In my novel, the inciting incident is a car accident that occurs at the end of chapter 1. A lot happens in that first chapter; it is crucial for setting up/beginning the main plot arc and several subplots. Most importantly, it shows the life this family is struggling to recapture through the rest of the book.
My problem is the protagonist of the novel isn't in that chapter. He comes to town to help after the car accident. There are several reasons why starting the novel with his arrival wouldn't work.
The query focuses on the protagonist, not the pov character in chapter 1. Will agents reject my query because the opening pages don't start with the protagonist?If so, should my sample pages be chapter 2, rather than chapter 1?
This kind of question will get you into all kinds of trouble because the correct answer to all query questions is: Do what works.

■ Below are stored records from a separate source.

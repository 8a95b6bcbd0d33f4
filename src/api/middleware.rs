//! API middleware
//!
//! Contains the access gate for the portal:
//! - Token extraction (Authorization header or cookie)
//! - `require_auth` for JSON endpoints (401 on failure)
//! - `require_auth_page` for HTML pages (redirect to /login on failure)
//!
//! Both gates verify the same stateless session token; only the failure
//! response differs, because a browser hitting a page wants a login form,
//! not a JSON error.

use axum::{
    extract::{Request, State},
    http::{header, StatusCode},
    middleware::Next,
    response::{IntoResponse, Redirect, Response},
    Json,
};
use serde::{Deserialize, Serialize};
use std::sync::Arc;

use crate::models::UserRole;
use crate::services::job::JobService;
use crate::services::user::UserService;
use crate::services::TokenIssuer;

/// Application state containing shared services
#[derive(Clone)]
pub struct AppState {
    pub user_service: Arc<UserService>,
    pub job_service: Arc<JobService>,
    pub tokens: TokenIssuer,
}

/// Authenticated caller extracted from a verified session token.
///
/// Carries only what the token proves: the user id and the role at issue
/// time. No database lookup happens per request.
#[derive(Debug, Clone)]
pub struct AuthenticatedUser {
    pub user_id: i64,
    pub role: UserRole,
}

/// Error response for API errors
#[derive(Debug, Serialize, Deserialize)]
pub struct ApiError {
    pub error: ApiErrorDetail,
}

#[derive(Debug, Serialize, Deserialize)]
pub struct ApiErrorDetail {
    pub code: String,
    pub message: String,
    #[serde(skip_serializing_if = "Option::is_none")]
    pub details: Option<serde_json::Value>,
}

impl ApiError {
    pub fn new(code: impl Into<String>, message: impl Into<String>) -> Self {
        Self {
            error: ApiErrorDetail {
                code: code.into(),
                message: message.into(),
                details: None,
            },
        }
    }

    pub fn unauthorized(message: impl Into<String>) -> Self {
        Self::new("UNAUTHORIZED", message)
    }

    pub fn forbidden(message: impl Into<String>) -> Self {
        Self::new("FORBIDDEN", message)
    }

    pub fn not_found(message: impl Into<String>) -> Self {
        Self::new("NOT_FOUND", message)
    }

    pub fn validation_error(message: impl Into<String>) -> Self {
        Self::new("VALIDATION_ERROR", message)
    }

    pub fn conflict(message: impl Into<String>) -> Self {
        Self::new("CONFLICT", message)
    }

    pub fn internal_error(message: impl Into<String>) -> Self {
        Self::new("INTERNAL_ERROR", message)
    }
}

impl IntoResponse for ApiError {
    fn into_response(self) -> Response {
        let status = match self.error.code.as_str() {
            "UNAUTHORIZED" => StatusCode::UNAUTHORIZED,
            "FORBIDDEN" => StatusCode::FORBIDDEN,
            "NOT_FOUND" => StatusCode::NOT_FOUND,
            "VALIDATION_ERROR" => StatusCode::BAD_REQUEST,
            "CONFLICT" => StatusCode::CONFLICT,
            _ => StatusCode::INTERNAL_SERVER_ERROR,
        };

        (status, Json(self)).into_response()
    }
}

/// Extract session token from request.
///
/// Checks the Authorization header (Bearer) first, then the `token` cookie
/// set at login.
fn extract_session_token(request: &Request) -> Option<String> {
    if let Some(auth_header) = request.headers().get(header::AUTHORIZATION) {
        if let Ok(auth_str) = auth_header.to_str() {
            if let Some(token) = auth_str.strip_prefix("Bearer ") {
                return Some(token.to_string());
            }
        }
    }

    if let Some(cookie_header) = request.headers().get(header::COOKIE) {
        if let Ok(cookie_str) = cookie_header.to_str() {
            for cookie in cookie_str.split(';') {
                let cookie = cookie.trim();
                if let Some(token) = cookie.strip_prefix("token=") {
                    return Some(token.to_string());
                }
            }
        }
    }

    None
}

fn verify_request(state: &AppState, request: &Request) -> Option<AuthenticatedUser> {
    let token = extract_session_token(request)?;

    let claims = match state.tokens.verify(&token) {
        Ok(claims) => claims,
        Err(e) => {
            tracing::debug!("Rejected session token: {}", e);
            return None;
        }
    };

    let user_id = claims.user_id().ok()?;
    Some(AuthenticatedUser {
        user_id,
        role: claims.role,
    })
}

/// Authentication middleware for JSON endpoints
pub async fn require_auth(
    State(state): State<AppState>,
    mut request: Request,
    next: Next,
) -> Result<Response, ApiError> {
    let user = verify_request(&state, &request)
        .ok_or_else(|| ApiError::unauthorized("Missing or invalid authentication token"))?;

    request.extensions_mut().insert(user);
    Ok(next.run(request).await)
}

/// Authentication middleware for HTML pages.
///
/// Browsers without a valid session are sent to the login page instead of
/// being handed a JSON error body.
pub async fn require_auth_page(
    State(state): State<AppState>,
    mut request: Request,
    next: Next,
) -> Response {
    match verify_request(&state, &request) {
        Some(user) => {
            request.extensions_mut().insert(user);
            next.run(request).await
        }
        None => Redirect::to("/login").into_response(),
    }
}

// Extractor for AuthenticatedUser from request extensions
impl<S> axum::extract::FromRequestParts<S> for AuthenticatedUser
where
    S: Send + Sync,
{
    type Rejection = ApiError;

    async fn from_request_parts(
        parts: &mut axum::http::request::Parts,
        _state: &S,
    ) -> Result<Self, Self::Rejection> {
        parts
            .extensions
            .get::<AuthenticatedUser>()
            .cloned()
            .ok_or_else(|| ApiError::unauthorized("Authentication required"))
    }
}
//! User service
//!
//! Implements business logic for accounts and authentication:
//! - Signup with role selection and duplicate-username rejection
//! - Login returning a signed session token
//!
//! Login failures are deliberately uniform: a missing account and a wrong
//! password produce the same error, so the endpoint never leaks which
//! usernames exist.

use crate::db::repositories::UserRepository;
use crate::models::{User, UserRole};
use crate::services::password::{hash_password, verify_password};
use crate::services::token::TokenIssuer;
use anyhow::Context;
use std::sync::Arc;

/// Error types for user service operations
#[derive(Debug, thiserror::Error)]
pub enum UserServiceError {
    /// Authentication failed (bad username or bad password, on purpose
    /// indistinguishable)
    #[error("Invalid credentials")]
    InvalidCredentials,

    /// Validation error (invalid input)
    #[error("Validation error: {0}")]
    ValidationError(String),

    /// Username already taken
    #[error("Username already taken: {0}")]
    UsernameTaken(String),

    /// Internal error
    #[error("Internal error: {0}")]
    InternalError(#[from] anyhow::Error),
}

/// Result of a successful login.
#[derive(Debug, Clone)]
pub struct LoginOutcome {
    /// Signed session token
    pub token: String,
    /// Role of the logged-in user
    pub role: UserRole,
    /// Token lifetime in seconds
    pub expires_in: i64,
}

/// User service for signup and login
pub struct UserService {
    user_repo: Arc<dyn UserRepository>,
    tokens: TokenIssuer,
}

impl UserService {
    /// Create a new user service
    pub fn new(user_repo: Arc<dyn UserRepository>, tokens: TokenIssuer) -> Self {
        Self { user_repo, tokens }
    }

    /// Register a new account with the chosen role.
    ///
    /// The role is fixed at signup; there is no role change later.
    pub async fn signup(
        &self,
        username: &str,
        password: &str,
        role: UserRole,
    ) -> Result<User, UserServiceError> {
        let username = username.trim();
        if username.is_empty() {
            return Err(UserServiceError::ValidationError(
                "Username is required".to_string(),
            ));
        }
        if password.is_empty() {
            return Err(UserServiceError::ValidationError(
                "Password is required".to_string(),
            ));
        }

        if self
            .user_repo
            .get_by_username(username)
            .await
            .context("Failed to check username availability")?
            .is_some()
        {
            return Err(UserServiceError::UsernameTaken(username.to_string()));
        }

        let password_hash = hash_password(password)?;
        let user = User::new(username.to_string(), password_hash, role);

        let created = self
            .user_repo
            .create(&user)
            .await
            .context("Failed to create user")?;

        tracing::info!(user_id = created.id, role = %created.role, "User registered");

        Ok(created)
    }

    /// Authenticate a user and mint a session token.
    pub async fn login(
        &self,
        username: &str,
        password: &str,
    ) -> Result<LoginOutcome, UserServiceError> {
        let user = self
            .user_repo
            .get_by_username(username)
            .await
            .context("Failed to look up user")?
            .ok_or(UserServiceError::InvalidCredentials)?;

        let matches = verify_password(password, &user.password_hash)?;
        if !matches {
            return Err(UserServiceError::InvalidCredentials);
        }

        let token = self
            .tokens
            .issue(user.id, user.role)
            .context("Failed to issue session token")?;

        tracing::info!(user_id = user.id, "User logged in");

        Ok(LoginOutcome {
            token,
            role: user.role,
            expires_in: self.tokens.ttl_seconds(),
        })
    }
}

#[cfg(test)]
mod tests {
    use super::*;
    use crate::db::repositories::SqlxUserRepository;
    use crate::db::{create_test_pool, migrations};

    async fn setup_service() -> UserService {
        let pool = create_test_pool().await.expect("Failed to create test pool");
        migrations::run_migrations(&pool)
            .await
            .expect("Failed to run migrations");

        let repo = SqlxUserRepository::shared(pool);
        let tokens = TokenIssuer::new("test-secret-for-user-service-tests".to_string(), 60);
        UserService::new(repo, tokens)
    }

    #[tokio::test]
    async fn test_signup_creates_user() {
        let service = setup_service().await;

        let user = service
            .signup("alice", "secret123", UserRole::Employer)
            .await
            .expect("Signup should succeed");

        assert!(user.id > 0);
        assert_eq!(user.username, "alice");
        assert_eq!(user.role, UserRole::Employer);
        assert!(user.password_hash.starts_with("$argon2id$"));
    }

    #[tokio::test]
    async fn test_signup_rejects_duplicate_username() {
        let service = setup_service().await;

        service
            .signup("alice", "secret123", UserRole::Employer)
            .await
            .expect("First signup should succeed");

        let result = service.signup("alice", "other_pass", UserRole::JobSeeker).await;

        assert!(matches!(result, Err(UserServiceError::UsernameTaken(_))));
    }

    #[tokio::test]
    async fn test_signup_rejects_blank_username() {
        let service = setup_service().await;

        let result = service.signup("   ", "secret123", UserRole::JobSeeker).await;

        assert!(matches!(result, Err(UserServiceError::ValidationError(_))));
    }

    #[tokio::test]
    async fn test_signup_rejects_empty_password() {
        let service = setup_service().await;

        let result = service.signup("bob", "", UserRole::JobSeeker).await;

        assert!(matches!(result, Err(UserServiceError::ValidationError(_))));
    }

    #[tokio::test]
    async fn test_login_success_returns_token_and_role() {
        let service = setup_service().await;
        service
            .signup("alice", "secret123", UserRole::Admin)
            .await
            .expect("Signup should succeed");

        let outcome = service
            .login("alice", "secret123")
            .await
            .expect("Login should succeed");

        assert!(!outcome.token.is_empty());
        assert_eq!(outcome.role, UserRole::Admin);
        assert_eq!(outcome.expires_in, 3600);
    }

    #[tokio::test]
    async fn test_login_wrong_password() {
        let service = setup_service().await;
        service
            .signup("alice", "secret123", UserRole::Employer)
            .await
            .expect("Signup should succeed");

        let result = service.login("alice", "wrong").await;

        assert!(matches!(result, Err(UserServiceError::InvalidCredentials)));
    }

    #[tokio::test]
    async fn test_login_unknown_user_same_error_as_wrong_password() {
        let service = setup_service().await;
        service
            .signup("alice", "secret123", UserRole::Employer)
            .await
            .expect("Signup should succeed");

        let unknown = service.login("nobody", "secret123").await;
        let wrong = service.login("alice", "wrong").await;

        assert!(matches!(unknown, Err(UserServiceError::InvalidCredentials)));
        assert!(matches!(wrong, Err(UserServiceError::InvalidCredentials)));
    }
}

Sometimes that means you start your pages before the main character steps on the page.
Sometimes it means you start the query with the setting, not the plot.
I will say this about your worry on insta-rejection: agents aren't reading in a vacuum. We understand that the story doesn't always begin with the main character. Look how long it takes Romeo and Juliet both to get on stage!
The purpose of pages is this: entice me to read more.
What I look for in pages is whether you can tell a story with elan and style, and whether I want to read more.
I don't have a checklist for any of those things you hear me rail about: starting with weather, driving, phone calls, waking up.
That all falls under "elan and style". Boring is not a style I'm looking for. (I'm guessing no other agents are either.)
Don't start with chapter two, no matter what.
If you're in a true crisis about this, get to a writing conference where you can get your query under an agent's eyeballs, and ASK if it's effective.
Alternatively, there are often charity fundraisers that offer query crits in exchange for a donation.
Also backstory doesn't need to always be on the page.
It can sometimes create a lot of tension if the reader doesn't know everything.
Over-explaining is one of the biggest problems I see in pages. It can kill the pacing.